Just two days after she was home, I found her out of the bed and sitting on the ground. She had wet herself. And the feeding tube that was supposed to stay in her stomach while she relearned how to swallow safely? It was next to her pillow.

My father had stepped away to the bathroom for two minutes before this happened. Fortunately, she was okay — and as a gastroenterologist, I knew what to do about the feeding tube (get a replacement into her belly fast before the hole closes)!

It’s not easy to take care of the everyday needs of someone who can’t do them herself. This is what we’ve been finding out firsthand.

So I write this to express gratitude. For all the caregivers in the hospital who looked after Mom. In our more ignorant moments, we doctors may sometimes call you “ancillary personnel.” I will never use that phrase again. You are NOT ancillary.

It was a sacred act for you to welcome Mom to each new morning. And to suction all the gunk that had built up in her mouth overnight.

It was a sacred act for you to help her out of bed when she needed to go the bathroom. And to clean her up when she had soiled herself.

It was a sacred act for you to feed her every day through that tube the smoothies I was providing you, made from greens planted with her own hands before she became ill. And to keep her from pulling out the tube.

It was a sacred act for you to help her move her arms and legs and body every day to rebuild her strength. And to roll her in bed to prevent pressure sores.

It was a sacred act to sing to her so she could be healed through the power of music. And to make her screech sounds so she could swallow again.

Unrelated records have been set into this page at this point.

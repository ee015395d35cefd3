//! Bridge configuration file.
//!
//! A single JSON document with the upper-case keys the deployment docs use.
//! Every key is optional; absent keys take the documented defaults.

use std::path::{Path, PathBuf};

use serde::{Deserialize, Serialize};
use tracing::info;

use crate::error::{ConfigError, Result};

fn default_true() -> bool {
    true
}

fn default_http_port() -> u16 {
    8088
}

fn default_web_port() -> u16 {
    8089
}

fn default_discovery_interval_s() -> u64 {
    30
}

fn default_buffer_gate_bytes() -> u64 {
    100 * 1024
}

fn default_cache_dir() -> PathBuf {
    PathBuf::from("cache")
}

fn default_state_dir() -> PathBuf {
    PathBuf::from("state")
}

fn default_sample_rate() -> u32 {
    44_100
}

fn default_channels() -> u16 {
    2
}

fn default_offline_scan_threshold() -> u32 {
    3
}

/// Bridge-wide configuration.
#[derive(Debug, Clone, Serialize, Deserialize)]
pub struct BridgeConfig {
    /// Create the local-speaker virtual device.
    #[serde(rename = "ENABLE_SERVER_SPEAKER", default = "default_true")]
    pub enable_server_speaker: bool,

    /// UPnP description/control/event HTTP port.
    #[serde(rename = "HTTP_PORT", default = "default_http_port")]
    pub http_port: u16,

    /// Web control panel port.
    #[serde(rename = "WEB_PORT", default = "default_web_port")]
    pub web_port: u16,

    /// Seconds between AirPlay discovery scans.
    #[serde(rename = "DISCOVERY_INTERVAL_S", default = "default_discovery_interval_s")]
    pub discovery_interval_s: u64,

    /// Bytes the downloader must reach before the decoder starts.
    #[serde(rename = "BUFFER_GATE_BYTES", default = "default_buffer_gate_bytes")]
    pub buffer_gate_bytes: u64,

    /// Directory for per-session cache files.
    #[serde(rename = "CACHE_DIR", default = "default_cache_dir")]
    pub cache_dir: PathBuf,

    /// Directory for persisted per-device state.
    #[serde(rename = "STATE_DIR", default = "default_state_dir")]
    pub state_dir: PathBuf,

    /// Decoder output sample rate.
    #[serde(rename = "SAMPLE_RATE", default = "default_sample_rate")]
    pub sample_rate: u32,

    /// Decoder output channel count.
    #[serde(rename = "CHANNELS", default = "default_channels")]
    pub channels: u16,

    /// Consecutive missed scans before a receiver's device is destroyed.
    #[serde(
        rename = "OFFLINE_SCAN_THRESHOLD",
        default = "default_offline_scan_threshold"
    )]
    pub offline_scan_threshold: u32,
}

impl Default for BridgeConfig {
    fn default() -> Self {
        serde_json::from_str("{}").expect("defaults deserialize")
    }
}

impl BridgeConfig {
    /// Load from a JSON file; a missing file yields the defaults.
    pub fn load(path: &Path) -> Result<Self> {
        if !path.exists() {
            info!(path = %path.display(), "config file not found, using defaults");
            return Ok(Self::default());
        }
        let text = std::fs::read_to_string(path).map_err(|source| ConfigError::Read {
            path: path.display().to_string(),
            source,
        })?;
        let config = serde_json::from_str(&text).map_err(|source| ConfigError::Parse {
            path: path.display().to_string(),
            source,
        })?;
        Ok(config)
    }

    /// Ensure the cache and state directories exist and are writable.
    pub fn prepare_dirs(&self) -> Result<()> {
        for dir in [&self.cache_dir, &self.state_dir] {
            std::fs::create_dir_all(dir)
                .map_err(|_| ConfigError::UnwritableDir(dir.display().to_string()))?;
            let probe = dir.join(".write-probe");
            std::fs::write(&probe, b"")
                .and_then(|_| std::fs::remove_file(&probe))
                .map_err(|_| ConfigError::UnwritableDir(dir.display().to_string()))?;
        }
        Ok(())
    }
}

#[cfg(test)]
mod tests {
    use super::*;

    mod defaults {
        use super::*;

        #[test]
        fn match_documented_values() {
            let cfg = BridgeConfig::default();
            assert!(cfg.enable_server_speaker);
            assert_eq!(cfg.http_port, 8088);
            assert_eq!(cfg.web_port, 8089);
            assert_eq!(cfg.discovery_interval_s, 30);
            assert_eq!(cfg.buffer_gate_bytes, 102_400);
            assert_eq!(cfg.sample_rate, 44_100);
            assert_eq!(cfg.channels, 2);
            assert_eq!(cfg.offline_scan_threshold, 3);
        }
    }

    mod loading {
        use super::*;

        #[test]
        fn missing_file_yields_defaults() {
            let dir = tempfile::tempdir().unwrap();
            let cfg = BridgeConfig::load(&dir.path().join("nope.json")).unwrap();
            assert_eq!(cfg.http_port, 8088);
        }

        #[test]
        fn recognizes_upper_case_keys() {
            let dir = tempfile::tempdir().unwrap();
            let path = dir.path().join("config.json");
            std::fs::write(
                &path,
                r#"{ "HTTP_PORT": 9000, "ENABLE_SERVER_SPEAKER": false, "BUFFER_GATE_BYTES": 4096 }"#,
            )
            .unwrap();
            let cfg = BridgeConfig::load(&path).unwrap();
            assert_eq!(cfg.http_port, 9000);
            assert!(!cfg.enable_server_speaker);
            assert_eq!(cfg.buffer_gate_bytes, 4096);
            assert_eq!(cfg.web_port, 8089);
        }

        #[test]
        fn malformed_file_is_an_error() {
            let dir = tempfile::tempdir().unwrap();
            let path = dir.path().join("config.json");
            std::fs::write(&path, "{ not json").unwrap();
            assert!(BridgeConfig::load(&path).is_err());
        }

        #[test]
        fn prepare_dirs_creates_cache_and_state() {
            let dir = tempfile::tempdir().unwrap();
            let mut cfg = BridgeConfig::default();
            cfg.cache_dir = dir.path().join("cache");
            cfg.state_dir = dir.path().join("state");
            cfg.prepare_dirs().unwrap();
            assert!(cfg.cache_dir.is_dir());
            assert!(cfg.state_dir.is_dir());
        }
    }
}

When you started calling her Auntie like we do in Indian culture, when you braided what was left of her hair, when you called her Amma because she reminded you of your own mother, when you lifted her out of bed so she could bear her weight on yours, when you respected our wishes for privacy, when you refused to kick me out of the room because I refused to wear an infection control gown with no actual infection to control, when you gave us blankets so we could stay warm in that cold ICU room, when you let my brother sneak his two young boys into the ICU because he wasn’t sure if they would ever see their Nanamma alive again… Those were sacred acts.

And when you tucked her in at night and wished her well — like she was fully present and listening, even in her coma…that was sacred.

A number of doctors have done a number of blood tests, X-rays, and procedures as part of my mom’s medical care. You have been as much a part of her medical care as they have.

As we face the challenge of doing for Mom at home what you did for her in the hospital, I wish for you one thing. I wish that at some point while you’re entering the reams upon reams of useless data into your patient’s electronic medical record — data that serves primarily our medicolegal- and medicobilling-industrial complexes, not the patient — you could get a pop-up box on your screen. A pop-up that doesn’t just add to all the medical noise ill-serving for good patient care. No, a pop-up that just says thank you, from a guy like me to someone like you. For the sacred acts you perform day in and day out. Ordinary acts that are extraordinary.